For the last several days I’d obsessed over the logistics of this kidnapping – the exact sequence of events and every tool I’d need – ignoring the hovering cloud of my betrayal. I wasn’t naive. I understood exactly what I was doing, the line I was crossing. No matter if I succeeded or failed in the next hour, the life I’d been trying to live was over. I was going to prove everyone right who’d whispered Dr Mehta was wrong to hire me, that once a mental health patient, always a mental health patient. The costume was gone, the show over. Just like my mother. I wondered if she’d been as sure as I was now, if she felt this thing in her core that told her she’d found a greater purpose. Maybe her abandonment of me was as inevitable as my abandonment of Dr Mehta and Congdon now. Maybe it wasn’t my fault she left. I would probably never know. And I’d never know if she took a moment like I was taking now, sitting in this car at the point of no return to face the roil of sorrow in my gut. Acknowledging the emotion, like I’d been taught to do.

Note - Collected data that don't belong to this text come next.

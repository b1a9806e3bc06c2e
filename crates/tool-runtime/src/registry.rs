use crate::tool::{Tool, ToolDefinition};
use std::collections::BTreeMap;
use std::sync::Arc;

/// Manages available tools, their schemas, and lookup.
/// Ordered by name so the tool list sent to the model is stable across runs.
pub struct ToolRegistry {
    tools: BTreeMap<String, Arc<dyn Tool>>,
}

impl ToolRegistry {
    pub fn new() -> Self {
        Self {
            tools: BTreeMap::new(),
        }
    }

    /// Register a tool. Returns error if name already registered.
    pub fn register(&mut self, tool: impl Tool + 'static) -> Result<(), RegistryError> {
        self.register_arc(Arc::new(tool))
    }

    /// Register an already shared tool.
    pub fn register_arc(&mut self, tool: Arc<dyn Tool>) -> Result<(), RegistryError> {
        let def = tool.definition();
        if self.tools.contains_key(&def.name) {
            return Err(RegistryError::DuplicateName(def.name));
        }
        self.tools.insert(def.name, tool);
        Ok(())
    }

    /// Look up a tool by name.
    pub fn get(&self, name: &str) -> Option<Arc<dyn Tool>> {
        self.tools.get(name).cloned()
    }

    /// List all registered tool definitions (for sending to LLM).
    pub fn list(&self) -> Vec<ToolDefinition> {
        self.tools.values().map(|t| t.definition()).collect()
    }

    pub fn names(&self) -> Vec<&str> {
        self.tools.keys().map(String::as_str).collect()
    }

    /// Number of registered tools.
    pub fn len(&self) -> usize {
        self.tools.len()
    }

    pub fn is_empty(&self) -> bool {
        self.tools.is_empty()
    }
}

impl Default for ToolRegistry {
    fn default() -> Self {
        Self::new()
    }
}

#[derive(Debug, thiserror::Error)]
pub enum RegistryError {
    #[error("Tool with name '{0}' is already registered")]
    DuplicateName(String),
}

#[cfg(test)]
mod tests {
    use super::*;
    use crate::tool::EchoTool;

    #[test]
    fn test_register_and_lookup() {
        let mut registry = ToolRegistry::new();
        registry.register(EchoTool).unwrap();

        assert_eq!(registry.len(), 1);
        assert!(registry.get("echo").is_some());
        assert!(registry.get("nonexistent").is_none());
        assert_eq!(registry.names(), vec!["echo"]);
    }

    #[test]
    fn test_duplicate_registration() {
        let mut registry = ToolRegistry::new();
        registry.register(EchoTool).unwrap();
        assert!(matches!(
            registry.register(EchoTool),
            Err(RegistryError::DuplicateName(name)) if name == "echo"
        ));
    }
}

‘I’m sorry, Riya.’ Dr Mehta’s first name felt wrong on my tongue and I embraced the alienness, the separation of what she’d been to me from what I had to become to her now.

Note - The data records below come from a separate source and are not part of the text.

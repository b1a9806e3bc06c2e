//! Error types for the MCP crate.

use std::path::PathBuf;

/// Errors that can occur while launching or talking to a tool provider.
#[derive(Debug, thiserror::Error)]
pub enum McpError {
    /// The provider's launch artifact is missing; nothing was spawned.
    #[error("NetBox MCP server not found at {}. Please ensure the netbox-mcp-server is installed there", .path.display())]
    ProviderNotFound { path: PathBuf },

    /// The provider process could not be started.
    #[error("Failed to spawn '{program}': {source}")]
    SpawnFailed {
        program: String,
        #[source]
        source: std::io::Error,
    },

    /// The operation is not on the bridge's allow-list.
    #[error("Tool '{0}' is not allowed on this bridge")]
    ToolNotAllowed(String),

    /// The server answered with a JSON-RPC error object.
    #[error("Server returned error {code}: {message}")]
    Rpc { code: i64, message: String },

    /// Failed to parse JSON.
    #[error("JSON parse error: {0}")]
    JsonParse(#[from] serde_json::Error),

    /// Transport I/O error.
    #[error("Transport error: {0}")]
    Transport(#[from] std::io::Error),

    /// The server closed its channel, exited, or the bridge was closed.
    #[error("Server unavailable: {0}")]
    ServerUnavailable(String),

    /// The server answered with something that is not a valid MCP result.
    #[error("Invalid response: {0}")]
    InvalidResponse(String),
}

impl McpError {
    /// Configuration problems are detected before any process is started.
    pub fn is_configuration(&self) -> bool {
        matches!(self, McpError::ProviderNotFound { .. })
    }

    /// Whether the session can carry on after this error.
    ///
    /// Rejections and server-side tool errors leave the channel intact.
    pub fn is_recoverable(&self) -> bool {
        matches!(self, McpError::ToolNotAllowed(_) | McpError::Rpc { .. })
    }
}

#[cfg(test)]
mod tests {
    use super::*;

    #[test]
    fn test_provider_not_found_names_path() {
        let err = McpError::ProviderNotFound {
            path: PathBuf::from("/opt/netbox-mcp-server/pyproject.toml"),
        };
        assert!(err.to_string().contains("/opt/netbox-mcp-server/pyproject.toml"));
        assert!(err.is_configuration());
        assert!(!err.is_recoverable());
    }

    #[test]
    fn test_classification() {
        assert!(McpError::ToolNotAllowed("netbox_create_object".into()).is_recoverable());
        assert!(McpError::Rpc { code: -32602, message: "bad".into() }.is_recoverable());
        assert!(!McpError::ServerUnavailable("closed".into()).is_recoverable());
    }
}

I took one last giant breath before double-checking everything in my backpack and slipping out of the car. It was time. Lucas was waiting.

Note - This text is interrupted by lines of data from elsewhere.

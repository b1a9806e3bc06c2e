//! Tool-aware model providers and `provider/model` routing.

pub mod providers;
pub mod route;

pub use providers::{create_tool_provider, AnthropicToolProvider, OpenAiToolProvider};
pub use route::{ModelRoute, ProviderKind, RouteError};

Cutting across the block to the sidewalk that bordered Congdon’s grounds, I glanced in the windows of nearby homes. Briskly, I paced to the far end of the block and checked the front gate, making sure no protesters had decided to make a reappearance, but the sidewalk in front of the guardhouse remained empty. I crept along the fence, to the spot where my shoes crunched over a pile of broken glass from the streetlights I’d knocked out last night. Hip hop thumped out an open window of a nearby house, but I didn’t see any movement other than a lone squirrel ducking through the fence’s iron bars. Pulling out a knotted length of rope from the backpack, I swung the looped side over the top of the fence and threaded the other end through, drawing it tight. I scaled easily up to the top and teetered there, carefully gripping the bars between the spikes to ease one foot over, then the other. Once I’d swung my weight over I grabbed the rope again and scaled down the other side, noting how much time it had taken while I tucked the trailing section along the fence. If someone searched the perimeter of the grounds they’d spot it, but to the casual observer it blended into the shadows.
I put on a full ski mask and cinched the hood up on my jacket. The gloves, baggy black sweatpants, and shoes had all been purchased at Goodwill, with cash. I crept through the grounds, sticking to the trees, until I had a view of both the isolation ward and the edge of the parking lot. There were no lights in the windows of the isolation rooms and I still didn’t know the night shift’s exact schedule to do their checks, but I did know when the shift changed.
At exactly 11:15, after the transfer of keys and notes, Jason Housley lumbered out to his Trans Am. I crouched under the bows of a pine, clutching Nurse Valerie’s badge, and held my breath. He started the car and floored the engine, then let it idle for what felt like an hour. Jesus, what was he doing in there? I couldn’t see him through the glare of the parking lot lights and started to get nervous. Could he tell something was wrong? He hadn’t hesitated before getting in the car. I edged to the far side of the tree, ready to run.